Activity =
In the material below, find every line containing "offset" and copy that line.
______________________________
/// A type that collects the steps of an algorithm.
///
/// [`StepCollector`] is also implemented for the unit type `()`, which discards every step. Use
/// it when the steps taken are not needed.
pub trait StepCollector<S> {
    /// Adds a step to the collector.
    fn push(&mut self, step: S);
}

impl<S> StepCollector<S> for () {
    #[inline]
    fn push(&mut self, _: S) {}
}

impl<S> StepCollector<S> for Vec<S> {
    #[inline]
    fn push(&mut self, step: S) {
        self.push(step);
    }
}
______________________________
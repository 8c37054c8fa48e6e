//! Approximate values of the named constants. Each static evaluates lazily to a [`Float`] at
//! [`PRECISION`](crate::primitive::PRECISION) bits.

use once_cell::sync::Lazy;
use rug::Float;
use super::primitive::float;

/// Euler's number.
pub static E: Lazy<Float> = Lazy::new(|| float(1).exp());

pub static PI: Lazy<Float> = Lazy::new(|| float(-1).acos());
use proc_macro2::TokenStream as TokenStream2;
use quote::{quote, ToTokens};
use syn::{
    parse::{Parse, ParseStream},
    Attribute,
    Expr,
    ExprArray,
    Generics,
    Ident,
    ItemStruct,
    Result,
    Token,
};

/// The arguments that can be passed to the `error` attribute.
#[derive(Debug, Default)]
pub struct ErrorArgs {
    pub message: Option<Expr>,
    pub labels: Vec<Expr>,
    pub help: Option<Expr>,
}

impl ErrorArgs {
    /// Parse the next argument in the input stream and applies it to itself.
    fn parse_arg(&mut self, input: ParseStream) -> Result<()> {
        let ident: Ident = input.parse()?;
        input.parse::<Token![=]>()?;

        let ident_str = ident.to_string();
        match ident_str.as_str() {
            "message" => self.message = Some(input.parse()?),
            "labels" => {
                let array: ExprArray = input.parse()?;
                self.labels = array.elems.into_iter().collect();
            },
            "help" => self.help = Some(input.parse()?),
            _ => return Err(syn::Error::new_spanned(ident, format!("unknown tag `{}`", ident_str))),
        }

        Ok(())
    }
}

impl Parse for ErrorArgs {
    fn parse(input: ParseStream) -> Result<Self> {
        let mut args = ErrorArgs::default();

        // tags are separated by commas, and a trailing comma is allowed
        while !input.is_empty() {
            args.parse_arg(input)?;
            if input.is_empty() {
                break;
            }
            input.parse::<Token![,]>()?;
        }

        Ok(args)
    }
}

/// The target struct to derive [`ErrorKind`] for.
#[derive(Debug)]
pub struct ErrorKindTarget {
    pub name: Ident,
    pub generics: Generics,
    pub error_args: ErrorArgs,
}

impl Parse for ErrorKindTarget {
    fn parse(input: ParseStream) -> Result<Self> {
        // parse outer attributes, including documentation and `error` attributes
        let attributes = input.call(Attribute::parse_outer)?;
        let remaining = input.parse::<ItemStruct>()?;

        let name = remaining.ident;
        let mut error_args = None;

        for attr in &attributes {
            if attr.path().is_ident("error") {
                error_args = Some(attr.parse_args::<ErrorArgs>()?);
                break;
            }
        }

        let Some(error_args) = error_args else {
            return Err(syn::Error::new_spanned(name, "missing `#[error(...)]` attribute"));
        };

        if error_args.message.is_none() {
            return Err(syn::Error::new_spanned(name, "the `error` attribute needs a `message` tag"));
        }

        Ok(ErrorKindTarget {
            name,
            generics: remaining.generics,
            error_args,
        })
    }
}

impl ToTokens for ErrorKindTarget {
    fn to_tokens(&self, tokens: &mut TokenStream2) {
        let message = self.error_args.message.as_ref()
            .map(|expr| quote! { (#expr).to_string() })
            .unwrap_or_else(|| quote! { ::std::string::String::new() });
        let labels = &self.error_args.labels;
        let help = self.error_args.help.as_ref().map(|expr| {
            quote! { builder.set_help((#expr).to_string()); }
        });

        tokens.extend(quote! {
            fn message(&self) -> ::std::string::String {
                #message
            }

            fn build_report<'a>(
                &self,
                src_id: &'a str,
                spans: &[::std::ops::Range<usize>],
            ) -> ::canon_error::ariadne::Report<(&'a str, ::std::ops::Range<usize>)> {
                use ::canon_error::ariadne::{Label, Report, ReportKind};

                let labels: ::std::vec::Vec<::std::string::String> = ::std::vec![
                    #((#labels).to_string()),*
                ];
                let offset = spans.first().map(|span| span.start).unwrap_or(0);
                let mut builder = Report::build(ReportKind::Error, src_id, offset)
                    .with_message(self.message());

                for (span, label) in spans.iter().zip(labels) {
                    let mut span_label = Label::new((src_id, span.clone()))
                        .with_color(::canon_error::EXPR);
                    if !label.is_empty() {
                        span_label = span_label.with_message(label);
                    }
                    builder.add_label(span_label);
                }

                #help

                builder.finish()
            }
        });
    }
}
______________________________
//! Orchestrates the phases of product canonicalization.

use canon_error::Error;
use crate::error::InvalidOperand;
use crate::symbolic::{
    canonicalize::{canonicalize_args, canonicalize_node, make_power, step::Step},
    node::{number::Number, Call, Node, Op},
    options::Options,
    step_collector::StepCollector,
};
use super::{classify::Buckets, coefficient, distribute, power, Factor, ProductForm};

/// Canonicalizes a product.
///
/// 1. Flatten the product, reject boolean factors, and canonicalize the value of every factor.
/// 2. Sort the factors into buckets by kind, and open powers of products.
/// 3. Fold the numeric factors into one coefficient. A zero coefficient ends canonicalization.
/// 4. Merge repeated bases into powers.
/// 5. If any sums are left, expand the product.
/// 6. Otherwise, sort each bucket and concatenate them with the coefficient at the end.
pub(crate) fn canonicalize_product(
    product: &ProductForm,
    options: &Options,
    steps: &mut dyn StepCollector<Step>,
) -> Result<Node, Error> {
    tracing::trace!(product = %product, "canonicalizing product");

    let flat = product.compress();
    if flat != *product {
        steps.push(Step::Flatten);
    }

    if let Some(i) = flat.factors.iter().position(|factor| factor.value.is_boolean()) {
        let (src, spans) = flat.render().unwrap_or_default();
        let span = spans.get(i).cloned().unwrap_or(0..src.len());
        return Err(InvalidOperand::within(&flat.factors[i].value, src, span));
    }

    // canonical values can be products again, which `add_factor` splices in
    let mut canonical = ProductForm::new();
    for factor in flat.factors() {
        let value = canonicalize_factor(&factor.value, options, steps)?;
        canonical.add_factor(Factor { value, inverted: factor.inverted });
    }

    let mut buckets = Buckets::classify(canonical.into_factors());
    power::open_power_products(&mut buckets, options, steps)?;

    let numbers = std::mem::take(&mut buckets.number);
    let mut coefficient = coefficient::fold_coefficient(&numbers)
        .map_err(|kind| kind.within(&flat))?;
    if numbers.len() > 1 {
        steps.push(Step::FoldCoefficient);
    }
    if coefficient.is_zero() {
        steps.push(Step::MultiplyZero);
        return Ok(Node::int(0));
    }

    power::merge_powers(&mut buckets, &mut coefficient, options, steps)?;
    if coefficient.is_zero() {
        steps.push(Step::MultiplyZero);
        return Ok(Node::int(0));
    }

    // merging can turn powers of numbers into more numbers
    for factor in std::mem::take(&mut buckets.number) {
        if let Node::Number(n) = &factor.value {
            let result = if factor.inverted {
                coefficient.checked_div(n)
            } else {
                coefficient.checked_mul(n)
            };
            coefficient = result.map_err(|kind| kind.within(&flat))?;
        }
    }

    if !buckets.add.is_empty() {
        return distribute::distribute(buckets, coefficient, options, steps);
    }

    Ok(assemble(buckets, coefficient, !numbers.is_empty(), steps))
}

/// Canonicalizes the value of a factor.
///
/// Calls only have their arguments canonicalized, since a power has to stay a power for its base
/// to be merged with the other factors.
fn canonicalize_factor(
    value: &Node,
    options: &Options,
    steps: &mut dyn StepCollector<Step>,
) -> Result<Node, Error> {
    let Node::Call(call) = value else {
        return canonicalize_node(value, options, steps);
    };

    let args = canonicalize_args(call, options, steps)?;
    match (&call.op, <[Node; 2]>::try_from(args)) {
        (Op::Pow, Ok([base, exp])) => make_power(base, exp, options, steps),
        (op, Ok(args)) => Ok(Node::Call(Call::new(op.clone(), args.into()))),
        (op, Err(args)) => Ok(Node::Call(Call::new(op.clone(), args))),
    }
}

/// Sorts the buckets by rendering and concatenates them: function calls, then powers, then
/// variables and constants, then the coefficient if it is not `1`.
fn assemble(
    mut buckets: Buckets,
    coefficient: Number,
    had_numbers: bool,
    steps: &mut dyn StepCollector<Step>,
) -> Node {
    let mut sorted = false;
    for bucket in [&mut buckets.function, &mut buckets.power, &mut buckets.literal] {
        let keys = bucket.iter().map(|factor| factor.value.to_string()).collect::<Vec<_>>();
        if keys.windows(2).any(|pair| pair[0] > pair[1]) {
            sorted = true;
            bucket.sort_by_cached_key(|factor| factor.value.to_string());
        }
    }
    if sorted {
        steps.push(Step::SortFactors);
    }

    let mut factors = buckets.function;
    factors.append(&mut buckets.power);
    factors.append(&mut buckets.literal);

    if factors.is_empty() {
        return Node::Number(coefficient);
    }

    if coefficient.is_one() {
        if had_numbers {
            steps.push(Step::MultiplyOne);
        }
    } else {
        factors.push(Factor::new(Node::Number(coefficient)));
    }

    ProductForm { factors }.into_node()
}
______________________________
Problem solution =
                let offset = spans.first().map(|span| span.start).unwrap_or(0);
                let mut builder = Report::build(ReportKind::Error, src_id, offset)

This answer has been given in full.